DATA PROVIDED:

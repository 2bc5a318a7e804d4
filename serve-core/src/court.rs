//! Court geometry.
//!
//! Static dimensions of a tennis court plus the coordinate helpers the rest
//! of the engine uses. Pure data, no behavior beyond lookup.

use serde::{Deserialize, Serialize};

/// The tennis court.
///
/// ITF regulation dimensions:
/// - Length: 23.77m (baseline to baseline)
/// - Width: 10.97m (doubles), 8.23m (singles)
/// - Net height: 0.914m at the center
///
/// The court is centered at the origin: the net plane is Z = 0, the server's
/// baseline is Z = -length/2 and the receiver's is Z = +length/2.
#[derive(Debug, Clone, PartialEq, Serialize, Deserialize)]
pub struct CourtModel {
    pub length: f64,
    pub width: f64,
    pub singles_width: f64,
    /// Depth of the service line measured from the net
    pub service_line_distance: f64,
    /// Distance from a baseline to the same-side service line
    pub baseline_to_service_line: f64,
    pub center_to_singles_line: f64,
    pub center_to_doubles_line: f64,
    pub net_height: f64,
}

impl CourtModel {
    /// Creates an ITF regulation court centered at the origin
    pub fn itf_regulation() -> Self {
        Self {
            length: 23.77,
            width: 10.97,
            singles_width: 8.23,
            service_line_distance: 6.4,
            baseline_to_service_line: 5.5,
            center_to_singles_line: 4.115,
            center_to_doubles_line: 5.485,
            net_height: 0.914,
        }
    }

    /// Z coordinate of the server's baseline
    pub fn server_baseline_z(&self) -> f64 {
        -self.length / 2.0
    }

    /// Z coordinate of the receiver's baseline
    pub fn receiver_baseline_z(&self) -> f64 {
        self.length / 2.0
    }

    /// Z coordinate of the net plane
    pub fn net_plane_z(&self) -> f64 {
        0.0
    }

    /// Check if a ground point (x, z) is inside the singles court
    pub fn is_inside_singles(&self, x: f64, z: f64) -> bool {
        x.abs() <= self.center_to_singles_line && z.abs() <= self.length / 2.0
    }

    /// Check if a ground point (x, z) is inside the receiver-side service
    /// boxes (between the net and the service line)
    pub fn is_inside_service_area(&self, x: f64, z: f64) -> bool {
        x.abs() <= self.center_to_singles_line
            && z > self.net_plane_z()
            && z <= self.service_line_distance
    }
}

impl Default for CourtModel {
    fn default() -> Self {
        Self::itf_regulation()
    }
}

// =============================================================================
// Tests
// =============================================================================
...
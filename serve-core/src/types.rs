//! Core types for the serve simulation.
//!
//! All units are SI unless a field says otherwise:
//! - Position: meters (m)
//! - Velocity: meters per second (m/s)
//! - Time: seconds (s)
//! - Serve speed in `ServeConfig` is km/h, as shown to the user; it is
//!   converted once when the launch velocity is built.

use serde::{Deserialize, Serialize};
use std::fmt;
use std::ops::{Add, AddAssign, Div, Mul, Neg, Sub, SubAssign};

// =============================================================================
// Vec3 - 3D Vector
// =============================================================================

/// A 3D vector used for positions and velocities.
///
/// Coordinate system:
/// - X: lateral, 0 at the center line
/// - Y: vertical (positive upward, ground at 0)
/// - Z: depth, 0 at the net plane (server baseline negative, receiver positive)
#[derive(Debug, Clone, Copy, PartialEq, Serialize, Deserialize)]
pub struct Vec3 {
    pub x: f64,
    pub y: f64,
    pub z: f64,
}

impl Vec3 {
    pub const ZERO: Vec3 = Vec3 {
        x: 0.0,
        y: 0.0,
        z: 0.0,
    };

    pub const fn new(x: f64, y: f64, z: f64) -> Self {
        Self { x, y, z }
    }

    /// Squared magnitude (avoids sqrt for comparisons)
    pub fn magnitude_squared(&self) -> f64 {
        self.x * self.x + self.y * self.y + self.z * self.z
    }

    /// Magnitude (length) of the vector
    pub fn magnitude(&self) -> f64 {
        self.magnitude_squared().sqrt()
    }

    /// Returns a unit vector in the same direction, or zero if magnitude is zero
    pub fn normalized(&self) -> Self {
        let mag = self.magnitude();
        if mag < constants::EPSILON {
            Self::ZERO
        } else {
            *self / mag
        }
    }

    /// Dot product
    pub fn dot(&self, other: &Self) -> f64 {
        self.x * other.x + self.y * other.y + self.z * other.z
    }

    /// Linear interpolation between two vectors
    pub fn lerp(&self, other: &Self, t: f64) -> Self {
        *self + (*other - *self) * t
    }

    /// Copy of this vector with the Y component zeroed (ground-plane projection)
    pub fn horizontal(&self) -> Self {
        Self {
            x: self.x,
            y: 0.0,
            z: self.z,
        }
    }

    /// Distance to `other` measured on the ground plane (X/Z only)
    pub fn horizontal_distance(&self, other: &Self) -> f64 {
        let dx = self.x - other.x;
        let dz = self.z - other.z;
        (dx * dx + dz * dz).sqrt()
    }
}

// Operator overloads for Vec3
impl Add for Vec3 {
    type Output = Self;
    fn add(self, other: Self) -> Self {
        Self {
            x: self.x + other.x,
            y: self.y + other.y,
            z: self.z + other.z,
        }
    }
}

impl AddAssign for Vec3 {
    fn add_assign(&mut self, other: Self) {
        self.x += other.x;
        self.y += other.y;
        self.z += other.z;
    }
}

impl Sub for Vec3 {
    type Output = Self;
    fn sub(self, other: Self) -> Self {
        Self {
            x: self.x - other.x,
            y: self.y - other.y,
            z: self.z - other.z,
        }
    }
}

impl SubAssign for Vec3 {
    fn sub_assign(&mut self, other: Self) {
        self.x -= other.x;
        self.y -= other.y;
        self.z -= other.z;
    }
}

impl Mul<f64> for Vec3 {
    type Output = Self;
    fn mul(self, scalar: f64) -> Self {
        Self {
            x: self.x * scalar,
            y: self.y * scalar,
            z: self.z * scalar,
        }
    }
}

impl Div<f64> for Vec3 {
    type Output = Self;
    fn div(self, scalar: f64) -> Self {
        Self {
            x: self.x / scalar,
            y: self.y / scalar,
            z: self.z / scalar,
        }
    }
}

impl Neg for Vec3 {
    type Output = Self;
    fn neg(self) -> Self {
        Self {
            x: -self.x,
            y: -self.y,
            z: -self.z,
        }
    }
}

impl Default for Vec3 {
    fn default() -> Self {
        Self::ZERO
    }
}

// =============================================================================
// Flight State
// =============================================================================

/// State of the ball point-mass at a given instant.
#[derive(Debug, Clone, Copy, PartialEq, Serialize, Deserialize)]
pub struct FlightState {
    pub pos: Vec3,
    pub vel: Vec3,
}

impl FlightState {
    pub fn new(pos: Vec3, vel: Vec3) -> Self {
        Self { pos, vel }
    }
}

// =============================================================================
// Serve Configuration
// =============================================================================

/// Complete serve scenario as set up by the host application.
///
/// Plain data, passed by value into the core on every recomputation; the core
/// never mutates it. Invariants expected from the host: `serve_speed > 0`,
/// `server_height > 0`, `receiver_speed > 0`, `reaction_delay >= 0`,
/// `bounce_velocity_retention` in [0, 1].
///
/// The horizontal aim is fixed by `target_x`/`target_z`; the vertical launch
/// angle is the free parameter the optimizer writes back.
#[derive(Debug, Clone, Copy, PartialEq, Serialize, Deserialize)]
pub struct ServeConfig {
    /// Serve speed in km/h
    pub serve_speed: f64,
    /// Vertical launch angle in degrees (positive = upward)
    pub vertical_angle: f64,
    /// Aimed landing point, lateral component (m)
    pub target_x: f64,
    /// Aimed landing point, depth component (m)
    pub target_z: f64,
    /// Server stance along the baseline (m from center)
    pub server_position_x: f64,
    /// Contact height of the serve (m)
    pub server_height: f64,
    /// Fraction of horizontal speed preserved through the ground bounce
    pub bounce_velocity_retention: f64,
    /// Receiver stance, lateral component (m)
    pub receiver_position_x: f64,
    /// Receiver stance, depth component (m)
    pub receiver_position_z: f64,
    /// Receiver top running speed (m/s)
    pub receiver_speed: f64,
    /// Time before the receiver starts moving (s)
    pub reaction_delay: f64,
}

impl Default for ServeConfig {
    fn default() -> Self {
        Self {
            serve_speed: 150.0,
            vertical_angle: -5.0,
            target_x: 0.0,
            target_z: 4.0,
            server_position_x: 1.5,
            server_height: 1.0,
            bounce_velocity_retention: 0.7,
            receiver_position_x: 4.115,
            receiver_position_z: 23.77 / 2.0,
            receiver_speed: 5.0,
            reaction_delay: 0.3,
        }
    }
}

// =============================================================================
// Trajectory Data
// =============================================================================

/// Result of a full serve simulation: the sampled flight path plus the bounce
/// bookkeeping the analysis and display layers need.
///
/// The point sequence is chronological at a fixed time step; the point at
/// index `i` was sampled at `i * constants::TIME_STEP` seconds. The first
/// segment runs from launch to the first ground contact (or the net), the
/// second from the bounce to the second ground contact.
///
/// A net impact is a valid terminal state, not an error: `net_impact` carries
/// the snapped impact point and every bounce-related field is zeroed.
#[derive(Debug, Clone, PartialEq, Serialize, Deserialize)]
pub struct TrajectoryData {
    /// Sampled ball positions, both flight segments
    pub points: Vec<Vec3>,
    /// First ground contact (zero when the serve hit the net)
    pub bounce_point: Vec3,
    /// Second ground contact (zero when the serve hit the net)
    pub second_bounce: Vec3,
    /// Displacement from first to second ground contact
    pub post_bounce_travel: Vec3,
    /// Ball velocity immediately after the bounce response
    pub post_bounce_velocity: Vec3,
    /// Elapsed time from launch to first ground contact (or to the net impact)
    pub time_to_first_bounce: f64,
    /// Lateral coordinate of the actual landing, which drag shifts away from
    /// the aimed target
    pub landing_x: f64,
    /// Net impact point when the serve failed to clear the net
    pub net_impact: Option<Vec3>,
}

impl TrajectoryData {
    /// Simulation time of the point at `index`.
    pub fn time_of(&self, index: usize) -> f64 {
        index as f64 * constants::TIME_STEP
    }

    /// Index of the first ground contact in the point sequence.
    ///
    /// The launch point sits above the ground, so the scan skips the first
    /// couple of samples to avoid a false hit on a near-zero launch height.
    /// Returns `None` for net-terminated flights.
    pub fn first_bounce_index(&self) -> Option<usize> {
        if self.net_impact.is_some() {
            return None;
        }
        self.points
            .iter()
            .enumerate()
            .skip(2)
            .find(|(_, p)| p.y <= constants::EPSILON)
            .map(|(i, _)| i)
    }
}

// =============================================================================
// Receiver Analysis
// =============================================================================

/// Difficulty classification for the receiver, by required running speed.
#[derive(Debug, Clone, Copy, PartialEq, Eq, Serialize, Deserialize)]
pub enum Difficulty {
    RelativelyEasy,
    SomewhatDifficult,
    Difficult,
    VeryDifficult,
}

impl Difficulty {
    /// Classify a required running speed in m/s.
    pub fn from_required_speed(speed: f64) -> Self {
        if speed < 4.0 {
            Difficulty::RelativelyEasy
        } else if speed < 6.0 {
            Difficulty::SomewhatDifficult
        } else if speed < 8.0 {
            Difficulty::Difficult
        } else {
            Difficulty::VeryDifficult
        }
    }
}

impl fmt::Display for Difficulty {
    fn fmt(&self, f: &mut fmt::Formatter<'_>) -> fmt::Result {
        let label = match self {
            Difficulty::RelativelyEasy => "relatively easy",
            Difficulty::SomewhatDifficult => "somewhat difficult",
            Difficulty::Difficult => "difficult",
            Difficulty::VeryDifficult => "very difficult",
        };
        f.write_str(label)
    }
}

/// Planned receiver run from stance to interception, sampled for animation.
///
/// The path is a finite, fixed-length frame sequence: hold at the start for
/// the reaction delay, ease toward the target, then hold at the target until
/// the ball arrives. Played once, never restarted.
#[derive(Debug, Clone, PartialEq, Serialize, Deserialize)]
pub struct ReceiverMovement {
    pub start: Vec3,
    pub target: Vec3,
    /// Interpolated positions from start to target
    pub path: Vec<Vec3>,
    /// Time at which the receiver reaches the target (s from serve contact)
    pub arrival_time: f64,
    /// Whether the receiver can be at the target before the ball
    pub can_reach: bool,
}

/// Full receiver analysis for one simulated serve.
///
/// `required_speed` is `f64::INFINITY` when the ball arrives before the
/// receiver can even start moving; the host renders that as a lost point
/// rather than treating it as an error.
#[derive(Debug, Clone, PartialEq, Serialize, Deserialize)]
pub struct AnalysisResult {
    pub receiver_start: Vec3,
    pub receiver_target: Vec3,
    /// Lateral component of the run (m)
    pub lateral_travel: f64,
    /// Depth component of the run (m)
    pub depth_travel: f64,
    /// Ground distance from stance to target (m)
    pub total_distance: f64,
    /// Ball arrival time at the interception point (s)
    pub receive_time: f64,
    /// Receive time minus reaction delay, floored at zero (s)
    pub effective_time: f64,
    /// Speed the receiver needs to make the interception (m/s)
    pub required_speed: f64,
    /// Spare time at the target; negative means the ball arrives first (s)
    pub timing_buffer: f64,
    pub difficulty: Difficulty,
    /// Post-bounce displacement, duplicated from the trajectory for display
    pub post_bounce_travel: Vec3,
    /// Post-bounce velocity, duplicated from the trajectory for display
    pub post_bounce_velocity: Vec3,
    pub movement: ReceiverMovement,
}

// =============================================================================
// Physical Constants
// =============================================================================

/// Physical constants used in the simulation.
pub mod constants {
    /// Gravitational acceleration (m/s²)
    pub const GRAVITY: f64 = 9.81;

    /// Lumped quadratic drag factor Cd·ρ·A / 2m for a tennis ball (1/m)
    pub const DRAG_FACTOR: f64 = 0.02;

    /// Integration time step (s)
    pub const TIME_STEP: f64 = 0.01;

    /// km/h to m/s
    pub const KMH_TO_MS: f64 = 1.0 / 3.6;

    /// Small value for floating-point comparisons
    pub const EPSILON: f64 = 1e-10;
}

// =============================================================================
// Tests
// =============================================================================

WORK TO BE COMPLETED: All lines in the listing above between the line with "velocity is built." and the line with "self.x * self.x", inclusive, should be set down exactly, and no line outside that range.

COMPLETED EXERCISE:
//!   converted once when the launch velocity is built.

use serde::{Deserialize, Serialize};
use std::fmt;
use std::ops::{Add, AddAssign, Div, Mul, Neg, Sub, SubAssign};

// =============================================================================
// Vec3 - 3D Vector
// =============================================================================

/// A 3D vector used for positions and velocities.
///
/// Coordinate system:
/// - X: lateral, 0 at the center line
/// - Y: vertical (positive upward, ground at 0)
/// - Z: depth, 0 at the net plane (server baseline negative, receiver positive)
#[derive(Debug, Clone, Copy, PartialEq, Serialize, Deserialize)]
pub struct Vec3 {
    pub x: f64,
    pub y: f64,
    pub z: f64,
}

impl Vec3 {
    pub const ZERO: Vec3 = Vec3 {
        x: 0.0,
        y: 0.0,
        z: 0.0,
    };

    pub const fn new(x: f64, y: f64, z: f64) -> Self {
        Self { x, y, z }
    }

    /// Squared magnitude (avoids sqrt for comparisons)
    pub fn magnitude_squared(&self) -> f64 {
        self.x * self.x + self.y * self.y + self.z * self.z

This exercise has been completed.